BEGIN SUPPLIED MATERIAL

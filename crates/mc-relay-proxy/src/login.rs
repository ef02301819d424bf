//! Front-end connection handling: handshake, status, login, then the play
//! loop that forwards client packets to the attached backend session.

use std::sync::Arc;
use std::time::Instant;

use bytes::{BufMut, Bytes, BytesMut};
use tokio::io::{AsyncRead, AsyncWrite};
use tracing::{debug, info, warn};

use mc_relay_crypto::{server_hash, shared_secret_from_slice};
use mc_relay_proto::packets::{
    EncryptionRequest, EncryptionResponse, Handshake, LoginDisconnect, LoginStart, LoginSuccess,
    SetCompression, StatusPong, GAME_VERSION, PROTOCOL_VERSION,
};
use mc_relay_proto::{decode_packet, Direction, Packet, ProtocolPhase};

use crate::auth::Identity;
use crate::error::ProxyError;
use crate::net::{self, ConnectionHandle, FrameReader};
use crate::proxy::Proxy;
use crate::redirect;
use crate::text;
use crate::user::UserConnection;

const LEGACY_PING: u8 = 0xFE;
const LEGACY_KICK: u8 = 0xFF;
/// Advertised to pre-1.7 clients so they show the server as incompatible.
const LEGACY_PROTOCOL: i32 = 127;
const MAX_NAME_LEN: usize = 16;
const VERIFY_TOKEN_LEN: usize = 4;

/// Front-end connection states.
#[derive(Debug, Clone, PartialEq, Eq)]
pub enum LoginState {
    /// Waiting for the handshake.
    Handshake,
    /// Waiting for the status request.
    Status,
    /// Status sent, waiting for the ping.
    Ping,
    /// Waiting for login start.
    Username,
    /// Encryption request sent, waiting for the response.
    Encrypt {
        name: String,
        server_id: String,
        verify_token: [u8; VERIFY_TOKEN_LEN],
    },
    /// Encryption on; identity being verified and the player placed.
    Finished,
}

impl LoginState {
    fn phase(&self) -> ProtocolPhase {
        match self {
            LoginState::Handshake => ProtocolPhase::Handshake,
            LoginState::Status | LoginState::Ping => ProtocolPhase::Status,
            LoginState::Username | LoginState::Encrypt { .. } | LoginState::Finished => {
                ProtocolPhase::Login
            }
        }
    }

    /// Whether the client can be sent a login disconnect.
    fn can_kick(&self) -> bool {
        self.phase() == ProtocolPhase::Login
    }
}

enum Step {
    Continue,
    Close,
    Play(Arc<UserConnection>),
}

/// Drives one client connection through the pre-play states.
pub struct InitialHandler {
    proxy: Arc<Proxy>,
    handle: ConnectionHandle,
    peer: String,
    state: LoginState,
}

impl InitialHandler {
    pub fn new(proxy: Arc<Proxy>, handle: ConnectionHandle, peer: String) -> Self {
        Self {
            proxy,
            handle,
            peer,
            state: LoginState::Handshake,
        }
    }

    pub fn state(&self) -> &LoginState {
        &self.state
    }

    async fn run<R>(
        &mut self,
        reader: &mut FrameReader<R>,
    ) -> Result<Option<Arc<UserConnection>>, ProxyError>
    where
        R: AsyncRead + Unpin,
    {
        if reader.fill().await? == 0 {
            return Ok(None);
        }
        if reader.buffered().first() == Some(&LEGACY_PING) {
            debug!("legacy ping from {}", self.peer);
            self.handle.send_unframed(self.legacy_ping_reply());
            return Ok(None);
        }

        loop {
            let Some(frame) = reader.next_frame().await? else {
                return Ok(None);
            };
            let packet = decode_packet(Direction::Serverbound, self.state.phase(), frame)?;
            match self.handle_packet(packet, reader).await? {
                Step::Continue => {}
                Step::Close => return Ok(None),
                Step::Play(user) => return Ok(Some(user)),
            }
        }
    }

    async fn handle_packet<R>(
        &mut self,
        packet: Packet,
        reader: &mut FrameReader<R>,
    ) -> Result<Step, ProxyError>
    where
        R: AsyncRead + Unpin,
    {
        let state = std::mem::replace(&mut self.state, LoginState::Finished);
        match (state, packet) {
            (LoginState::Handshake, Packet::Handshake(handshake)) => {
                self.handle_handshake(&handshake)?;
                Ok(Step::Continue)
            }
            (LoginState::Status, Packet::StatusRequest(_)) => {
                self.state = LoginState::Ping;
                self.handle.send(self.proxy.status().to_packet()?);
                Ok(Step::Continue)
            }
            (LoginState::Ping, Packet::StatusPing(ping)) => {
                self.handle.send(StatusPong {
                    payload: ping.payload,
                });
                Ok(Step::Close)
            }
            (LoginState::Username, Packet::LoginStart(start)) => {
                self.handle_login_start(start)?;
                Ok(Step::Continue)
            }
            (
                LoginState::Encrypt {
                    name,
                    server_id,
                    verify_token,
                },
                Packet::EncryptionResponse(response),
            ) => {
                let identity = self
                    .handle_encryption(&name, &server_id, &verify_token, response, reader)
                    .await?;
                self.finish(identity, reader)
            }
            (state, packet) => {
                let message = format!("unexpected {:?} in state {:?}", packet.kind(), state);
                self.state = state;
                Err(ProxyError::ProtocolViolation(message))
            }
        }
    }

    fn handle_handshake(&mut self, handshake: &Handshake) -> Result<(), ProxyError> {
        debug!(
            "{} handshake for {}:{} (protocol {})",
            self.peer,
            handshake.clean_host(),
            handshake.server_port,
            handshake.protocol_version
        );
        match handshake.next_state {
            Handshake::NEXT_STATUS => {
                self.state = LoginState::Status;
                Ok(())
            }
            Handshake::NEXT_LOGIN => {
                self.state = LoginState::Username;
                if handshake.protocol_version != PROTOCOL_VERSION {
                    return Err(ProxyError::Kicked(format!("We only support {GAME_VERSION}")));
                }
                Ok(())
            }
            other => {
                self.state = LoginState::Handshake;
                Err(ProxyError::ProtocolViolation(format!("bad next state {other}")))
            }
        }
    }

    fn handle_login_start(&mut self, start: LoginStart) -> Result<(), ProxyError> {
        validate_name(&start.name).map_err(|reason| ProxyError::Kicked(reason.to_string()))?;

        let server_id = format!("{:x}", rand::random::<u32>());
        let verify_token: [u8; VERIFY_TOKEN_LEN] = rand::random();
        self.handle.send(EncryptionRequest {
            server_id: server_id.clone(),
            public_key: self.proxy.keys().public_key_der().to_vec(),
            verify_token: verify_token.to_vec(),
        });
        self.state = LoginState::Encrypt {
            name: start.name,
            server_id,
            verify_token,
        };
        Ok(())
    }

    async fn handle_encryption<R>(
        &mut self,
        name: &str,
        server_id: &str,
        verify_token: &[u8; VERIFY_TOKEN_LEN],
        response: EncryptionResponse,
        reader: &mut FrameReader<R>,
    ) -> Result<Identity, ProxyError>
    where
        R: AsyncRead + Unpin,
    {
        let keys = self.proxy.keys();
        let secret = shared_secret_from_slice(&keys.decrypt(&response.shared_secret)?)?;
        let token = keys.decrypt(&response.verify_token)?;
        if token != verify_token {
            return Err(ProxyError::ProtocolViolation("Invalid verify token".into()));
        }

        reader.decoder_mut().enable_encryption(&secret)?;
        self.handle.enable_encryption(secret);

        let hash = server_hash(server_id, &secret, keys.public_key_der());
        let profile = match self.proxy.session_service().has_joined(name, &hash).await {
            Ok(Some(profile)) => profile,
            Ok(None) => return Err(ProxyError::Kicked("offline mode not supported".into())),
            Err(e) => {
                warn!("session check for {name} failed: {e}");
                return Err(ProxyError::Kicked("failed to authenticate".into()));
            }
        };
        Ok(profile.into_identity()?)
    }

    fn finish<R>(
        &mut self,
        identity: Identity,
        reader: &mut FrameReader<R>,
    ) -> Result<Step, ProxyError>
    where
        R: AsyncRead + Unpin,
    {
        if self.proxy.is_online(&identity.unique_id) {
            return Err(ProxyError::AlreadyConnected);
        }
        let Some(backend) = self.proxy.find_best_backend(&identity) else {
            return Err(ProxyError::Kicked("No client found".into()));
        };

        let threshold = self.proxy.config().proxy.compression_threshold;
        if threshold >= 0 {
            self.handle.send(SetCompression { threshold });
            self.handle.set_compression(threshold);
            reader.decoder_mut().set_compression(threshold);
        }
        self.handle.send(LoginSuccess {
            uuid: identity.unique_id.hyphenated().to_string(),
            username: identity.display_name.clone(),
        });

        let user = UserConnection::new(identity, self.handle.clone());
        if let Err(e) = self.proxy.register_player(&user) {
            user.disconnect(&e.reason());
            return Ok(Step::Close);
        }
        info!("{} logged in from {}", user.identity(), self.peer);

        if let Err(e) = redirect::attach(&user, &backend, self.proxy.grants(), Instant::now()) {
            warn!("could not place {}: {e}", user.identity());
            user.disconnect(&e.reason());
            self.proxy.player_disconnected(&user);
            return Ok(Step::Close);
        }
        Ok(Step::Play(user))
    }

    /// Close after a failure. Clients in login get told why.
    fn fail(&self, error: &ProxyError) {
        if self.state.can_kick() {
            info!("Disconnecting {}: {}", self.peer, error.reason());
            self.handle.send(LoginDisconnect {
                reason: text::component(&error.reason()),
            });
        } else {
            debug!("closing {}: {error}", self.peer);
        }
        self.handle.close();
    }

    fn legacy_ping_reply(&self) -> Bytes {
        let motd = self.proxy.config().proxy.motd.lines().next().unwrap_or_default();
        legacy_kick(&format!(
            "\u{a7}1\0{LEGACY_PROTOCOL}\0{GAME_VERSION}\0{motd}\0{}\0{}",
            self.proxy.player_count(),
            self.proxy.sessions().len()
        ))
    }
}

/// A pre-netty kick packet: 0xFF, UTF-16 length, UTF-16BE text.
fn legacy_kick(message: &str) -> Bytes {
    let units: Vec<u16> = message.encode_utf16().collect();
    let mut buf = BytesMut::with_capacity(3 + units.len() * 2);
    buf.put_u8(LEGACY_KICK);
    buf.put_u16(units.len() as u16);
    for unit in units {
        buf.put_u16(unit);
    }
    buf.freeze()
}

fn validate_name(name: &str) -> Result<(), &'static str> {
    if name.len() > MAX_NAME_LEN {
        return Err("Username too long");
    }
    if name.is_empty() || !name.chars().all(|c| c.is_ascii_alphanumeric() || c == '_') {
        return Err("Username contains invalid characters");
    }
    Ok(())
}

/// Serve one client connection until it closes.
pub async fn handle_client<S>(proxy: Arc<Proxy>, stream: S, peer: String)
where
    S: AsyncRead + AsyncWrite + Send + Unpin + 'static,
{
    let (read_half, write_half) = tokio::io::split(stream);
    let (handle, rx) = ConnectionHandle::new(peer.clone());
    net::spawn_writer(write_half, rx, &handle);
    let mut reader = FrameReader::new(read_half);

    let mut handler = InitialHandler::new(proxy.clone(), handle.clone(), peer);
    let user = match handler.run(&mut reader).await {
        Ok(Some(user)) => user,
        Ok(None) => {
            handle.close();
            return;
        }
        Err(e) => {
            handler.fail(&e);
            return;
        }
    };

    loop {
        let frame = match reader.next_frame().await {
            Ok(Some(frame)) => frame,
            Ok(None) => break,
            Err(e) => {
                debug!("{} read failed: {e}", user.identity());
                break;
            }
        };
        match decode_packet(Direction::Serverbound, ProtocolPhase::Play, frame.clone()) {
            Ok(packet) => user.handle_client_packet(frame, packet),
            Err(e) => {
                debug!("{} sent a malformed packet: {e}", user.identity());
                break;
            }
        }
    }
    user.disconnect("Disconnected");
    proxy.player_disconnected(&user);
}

END SUPPLIED MATERIAL

Set down, from the entries above, exactly the lines from the one with "use crate::text;" up to and including the one with "for the handshake.", and no other lines.

**COMPLETED EXERCISE:**
use crate::text;
use crate::user::UserConnection;

const LEGACY_PING: u8 = 0xFE;
const LEGACY_KICK: u8 = 0xFF;
/// Advertised to pre-1.7 clients so they show the server as incompatible.
const LEGACY_PROTOCOL: i32 = 127;
const MAX_NAME_LEN: usize = 16;
const VERIFY_TOKEN_LEN: usize = 4;

/// Front-end connection states.
#[derive(Debug, Clone, PartialEq, Eq)]
pub enum LoginState {
    /// Waiting for the handshake.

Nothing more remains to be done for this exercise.